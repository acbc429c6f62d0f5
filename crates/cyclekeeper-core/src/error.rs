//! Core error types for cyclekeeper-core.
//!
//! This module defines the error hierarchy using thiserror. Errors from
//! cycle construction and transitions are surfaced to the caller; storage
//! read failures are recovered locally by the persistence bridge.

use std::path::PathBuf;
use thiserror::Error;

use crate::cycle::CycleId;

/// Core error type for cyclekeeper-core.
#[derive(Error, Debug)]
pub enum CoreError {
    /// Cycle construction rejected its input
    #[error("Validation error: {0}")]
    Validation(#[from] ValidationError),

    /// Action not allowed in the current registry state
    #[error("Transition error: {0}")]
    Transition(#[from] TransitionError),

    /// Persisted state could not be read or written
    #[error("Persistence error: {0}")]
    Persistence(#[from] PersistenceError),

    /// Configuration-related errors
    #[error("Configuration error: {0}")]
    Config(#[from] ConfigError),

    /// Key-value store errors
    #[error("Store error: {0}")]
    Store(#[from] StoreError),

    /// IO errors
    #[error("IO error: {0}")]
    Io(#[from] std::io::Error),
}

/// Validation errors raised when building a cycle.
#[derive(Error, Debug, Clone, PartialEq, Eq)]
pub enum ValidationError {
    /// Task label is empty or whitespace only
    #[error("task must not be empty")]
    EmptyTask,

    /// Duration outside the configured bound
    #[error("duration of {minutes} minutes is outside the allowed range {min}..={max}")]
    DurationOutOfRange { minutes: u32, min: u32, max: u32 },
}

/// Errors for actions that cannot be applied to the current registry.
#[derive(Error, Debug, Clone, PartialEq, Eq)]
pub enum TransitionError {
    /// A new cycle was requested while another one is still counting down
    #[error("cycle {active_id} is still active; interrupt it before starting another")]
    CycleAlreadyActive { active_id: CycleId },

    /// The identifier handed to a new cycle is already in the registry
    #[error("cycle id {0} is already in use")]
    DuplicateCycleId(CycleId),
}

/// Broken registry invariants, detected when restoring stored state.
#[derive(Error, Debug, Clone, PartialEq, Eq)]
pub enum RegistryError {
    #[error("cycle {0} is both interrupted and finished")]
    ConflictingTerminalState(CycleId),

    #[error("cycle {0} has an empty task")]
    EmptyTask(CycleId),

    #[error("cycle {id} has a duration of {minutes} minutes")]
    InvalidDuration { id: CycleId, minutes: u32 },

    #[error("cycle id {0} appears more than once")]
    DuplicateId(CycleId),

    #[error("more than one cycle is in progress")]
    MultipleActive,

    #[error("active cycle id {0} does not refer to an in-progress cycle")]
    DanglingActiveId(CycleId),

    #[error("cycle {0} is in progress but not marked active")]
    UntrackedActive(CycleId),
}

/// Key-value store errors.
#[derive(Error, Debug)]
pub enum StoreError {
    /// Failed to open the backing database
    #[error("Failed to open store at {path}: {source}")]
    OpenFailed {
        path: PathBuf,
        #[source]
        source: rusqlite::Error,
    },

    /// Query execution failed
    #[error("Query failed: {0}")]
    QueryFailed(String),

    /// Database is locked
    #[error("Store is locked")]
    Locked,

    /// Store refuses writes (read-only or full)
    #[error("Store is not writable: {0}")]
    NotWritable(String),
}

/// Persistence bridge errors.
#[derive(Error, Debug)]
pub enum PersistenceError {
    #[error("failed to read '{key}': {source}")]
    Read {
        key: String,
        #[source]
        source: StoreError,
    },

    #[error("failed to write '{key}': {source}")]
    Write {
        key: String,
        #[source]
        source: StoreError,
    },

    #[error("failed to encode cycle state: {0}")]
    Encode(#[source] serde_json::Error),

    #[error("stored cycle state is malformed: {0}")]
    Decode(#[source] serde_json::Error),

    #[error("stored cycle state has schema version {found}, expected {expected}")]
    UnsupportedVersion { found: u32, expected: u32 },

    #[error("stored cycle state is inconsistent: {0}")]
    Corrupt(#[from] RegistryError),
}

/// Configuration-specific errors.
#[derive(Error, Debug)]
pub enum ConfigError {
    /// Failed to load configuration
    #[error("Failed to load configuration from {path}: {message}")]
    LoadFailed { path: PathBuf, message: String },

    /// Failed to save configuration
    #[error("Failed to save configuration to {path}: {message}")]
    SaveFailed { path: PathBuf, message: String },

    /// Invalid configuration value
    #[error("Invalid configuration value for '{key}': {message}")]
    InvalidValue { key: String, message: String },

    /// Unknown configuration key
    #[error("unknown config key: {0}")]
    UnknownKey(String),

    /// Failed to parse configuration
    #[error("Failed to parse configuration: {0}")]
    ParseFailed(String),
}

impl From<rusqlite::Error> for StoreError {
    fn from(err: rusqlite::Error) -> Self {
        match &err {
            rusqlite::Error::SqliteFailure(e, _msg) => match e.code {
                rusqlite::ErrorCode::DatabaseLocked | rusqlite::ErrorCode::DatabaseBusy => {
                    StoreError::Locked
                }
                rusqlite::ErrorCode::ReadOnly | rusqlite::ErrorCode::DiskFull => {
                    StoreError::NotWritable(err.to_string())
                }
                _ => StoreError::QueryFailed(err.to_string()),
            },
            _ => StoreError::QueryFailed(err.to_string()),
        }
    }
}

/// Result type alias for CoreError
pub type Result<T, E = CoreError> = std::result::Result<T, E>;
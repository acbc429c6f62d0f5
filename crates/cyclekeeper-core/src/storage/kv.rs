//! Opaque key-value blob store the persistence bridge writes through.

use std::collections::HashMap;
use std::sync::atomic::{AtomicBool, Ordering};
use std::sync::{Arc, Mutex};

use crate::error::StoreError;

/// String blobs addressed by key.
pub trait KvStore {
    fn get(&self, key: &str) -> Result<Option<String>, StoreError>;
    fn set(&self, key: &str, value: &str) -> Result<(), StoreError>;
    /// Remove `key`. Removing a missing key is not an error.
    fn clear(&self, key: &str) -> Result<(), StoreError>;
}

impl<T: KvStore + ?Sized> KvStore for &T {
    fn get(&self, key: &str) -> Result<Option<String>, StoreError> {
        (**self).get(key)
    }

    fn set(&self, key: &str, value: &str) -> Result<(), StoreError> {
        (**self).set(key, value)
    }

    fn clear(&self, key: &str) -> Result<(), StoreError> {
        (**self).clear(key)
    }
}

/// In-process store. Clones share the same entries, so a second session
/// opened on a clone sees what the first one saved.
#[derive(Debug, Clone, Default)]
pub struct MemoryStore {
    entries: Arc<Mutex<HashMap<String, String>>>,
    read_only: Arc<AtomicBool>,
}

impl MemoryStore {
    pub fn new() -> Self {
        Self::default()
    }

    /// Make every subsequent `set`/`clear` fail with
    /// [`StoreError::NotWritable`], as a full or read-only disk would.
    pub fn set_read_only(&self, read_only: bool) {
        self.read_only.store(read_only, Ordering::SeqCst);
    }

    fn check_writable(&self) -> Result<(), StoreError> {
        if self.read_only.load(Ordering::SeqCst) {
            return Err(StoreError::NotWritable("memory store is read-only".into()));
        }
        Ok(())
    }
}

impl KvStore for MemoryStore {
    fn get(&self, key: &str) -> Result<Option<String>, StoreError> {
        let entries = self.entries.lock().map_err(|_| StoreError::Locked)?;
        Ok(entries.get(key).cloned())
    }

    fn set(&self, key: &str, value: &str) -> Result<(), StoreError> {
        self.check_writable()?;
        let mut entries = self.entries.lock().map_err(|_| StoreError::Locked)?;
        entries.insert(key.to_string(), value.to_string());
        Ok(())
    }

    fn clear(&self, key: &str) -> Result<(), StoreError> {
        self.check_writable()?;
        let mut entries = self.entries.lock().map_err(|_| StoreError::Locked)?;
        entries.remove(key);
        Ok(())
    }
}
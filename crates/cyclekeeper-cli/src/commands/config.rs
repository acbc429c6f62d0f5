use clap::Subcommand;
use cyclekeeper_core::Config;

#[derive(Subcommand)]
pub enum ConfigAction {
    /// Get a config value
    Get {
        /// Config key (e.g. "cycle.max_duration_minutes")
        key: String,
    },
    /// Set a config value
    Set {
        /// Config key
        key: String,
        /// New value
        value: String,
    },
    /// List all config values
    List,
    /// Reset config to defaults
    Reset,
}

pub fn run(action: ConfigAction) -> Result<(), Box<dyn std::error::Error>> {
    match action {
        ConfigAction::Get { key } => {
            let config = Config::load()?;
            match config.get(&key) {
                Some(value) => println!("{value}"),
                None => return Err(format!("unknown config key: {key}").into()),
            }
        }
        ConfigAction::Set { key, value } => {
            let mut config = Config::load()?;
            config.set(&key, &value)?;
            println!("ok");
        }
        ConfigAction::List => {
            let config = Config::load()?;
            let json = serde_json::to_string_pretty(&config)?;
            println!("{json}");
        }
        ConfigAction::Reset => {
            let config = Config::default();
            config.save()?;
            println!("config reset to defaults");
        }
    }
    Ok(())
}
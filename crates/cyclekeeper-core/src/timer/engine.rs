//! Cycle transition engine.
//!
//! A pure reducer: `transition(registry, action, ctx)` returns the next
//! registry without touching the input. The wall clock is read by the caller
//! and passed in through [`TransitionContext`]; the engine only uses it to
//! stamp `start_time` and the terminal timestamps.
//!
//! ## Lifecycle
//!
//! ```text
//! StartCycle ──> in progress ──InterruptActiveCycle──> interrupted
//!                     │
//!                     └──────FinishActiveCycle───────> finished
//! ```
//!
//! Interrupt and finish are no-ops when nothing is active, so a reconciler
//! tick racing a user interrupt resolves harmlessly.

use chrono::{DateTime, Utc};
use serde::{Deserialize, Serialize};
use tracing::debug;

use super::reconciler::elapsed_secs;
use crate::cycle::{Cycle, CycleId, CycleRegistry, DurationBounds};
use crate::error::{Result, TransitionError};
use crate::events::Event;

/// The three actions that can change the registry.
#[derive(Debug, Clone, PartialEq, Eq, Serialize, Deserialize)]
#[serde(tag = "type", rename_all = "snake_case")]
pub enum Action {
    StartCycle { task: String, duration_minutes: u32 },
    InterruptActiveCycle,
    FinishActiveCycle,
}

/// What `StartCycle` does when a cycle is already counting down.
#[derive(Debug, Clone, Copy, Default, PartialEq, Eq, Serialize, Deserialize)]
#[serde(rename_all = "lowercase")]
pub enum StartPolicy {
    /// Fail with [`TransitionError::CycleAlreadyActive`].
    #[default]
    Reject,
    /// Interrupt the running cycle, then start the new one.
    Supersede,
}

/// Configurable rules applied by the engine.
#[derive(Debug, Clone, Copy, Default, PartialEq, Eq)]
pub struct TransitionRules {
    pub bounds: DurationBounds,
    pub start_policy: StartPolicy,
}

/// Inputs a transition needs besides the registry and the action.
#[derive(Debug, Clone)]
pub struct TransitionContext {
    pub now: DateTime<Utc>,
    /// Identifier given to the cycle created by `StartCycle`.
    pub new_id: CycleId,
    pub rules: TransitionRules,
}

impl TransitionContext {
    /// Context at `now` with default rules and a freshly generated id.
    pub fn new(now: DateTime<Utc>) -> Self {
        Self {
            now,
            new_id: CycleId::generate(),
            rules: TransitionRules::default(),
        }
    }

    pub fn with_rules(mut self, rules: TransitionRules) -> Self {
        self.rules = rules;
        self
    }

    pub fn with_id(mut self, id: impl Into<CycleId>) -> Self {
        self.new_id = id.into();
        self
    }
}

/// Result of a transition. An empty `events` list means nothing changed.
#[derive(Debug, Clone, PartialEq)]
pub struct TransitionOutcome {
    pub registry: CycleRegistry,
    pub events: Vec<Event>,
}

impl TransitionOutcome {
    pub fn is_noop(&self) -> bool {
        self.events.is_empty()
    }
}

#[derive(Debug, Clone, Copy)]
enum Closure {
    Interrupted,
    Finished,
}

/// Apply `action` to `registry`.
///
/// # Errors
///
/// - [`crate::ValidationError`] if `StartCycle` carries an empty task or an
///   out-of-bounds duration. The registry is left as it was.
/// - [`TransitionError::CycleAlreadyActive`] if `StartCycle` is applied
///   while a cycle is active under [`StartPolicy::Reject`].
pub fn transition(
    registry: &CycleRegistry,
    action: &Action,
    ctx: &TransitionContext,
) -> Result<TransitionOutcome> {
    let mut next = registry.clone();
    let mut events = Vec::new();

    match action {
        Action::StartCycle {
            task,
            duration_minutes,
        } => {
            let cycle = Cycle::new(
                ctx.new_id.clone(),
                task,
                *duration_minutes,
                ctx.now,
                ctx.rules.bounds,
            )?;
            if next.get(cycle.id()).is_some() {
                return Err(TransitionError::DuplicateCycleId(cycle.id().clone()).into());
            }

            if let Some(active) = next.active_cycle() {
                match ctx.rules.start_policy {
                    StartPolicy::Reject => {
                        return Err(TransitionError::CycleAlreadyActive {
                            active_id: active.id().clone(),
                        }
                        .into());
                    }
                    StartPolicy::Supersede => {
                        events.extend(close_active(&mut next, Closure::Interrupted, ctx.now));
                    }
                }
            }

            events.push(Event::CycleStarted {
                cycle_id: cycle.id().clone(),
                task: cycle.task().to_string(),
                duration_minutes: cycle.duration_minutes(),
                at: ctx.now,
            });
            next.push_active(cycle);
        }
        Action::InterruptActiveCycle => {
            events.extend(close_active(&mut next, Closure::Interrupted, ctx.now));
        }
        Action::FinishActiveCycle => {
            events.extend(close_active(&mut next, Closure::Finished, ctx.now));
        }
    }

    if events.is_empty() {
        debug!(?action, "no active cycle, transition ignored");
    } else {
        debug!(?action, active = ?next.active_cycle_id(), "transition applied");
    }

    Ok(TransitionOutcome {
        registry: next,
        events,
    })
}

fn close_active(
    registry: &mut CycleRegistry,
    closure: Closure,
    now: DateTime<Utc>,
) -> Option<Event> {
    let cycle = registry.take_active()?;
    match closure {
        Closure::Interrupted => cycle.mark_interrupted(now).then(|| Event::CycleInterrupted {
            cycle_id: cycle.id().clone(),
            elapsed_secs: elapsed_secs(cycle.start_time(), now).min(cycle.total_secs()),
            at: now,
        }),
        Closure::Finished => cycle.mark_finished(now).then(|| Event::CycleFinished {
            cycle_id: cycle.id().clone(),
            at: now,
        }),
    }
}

- [Task description]
Give the number of lines in the entries that contain the word "stored", with no other text.

- [Your solution]
4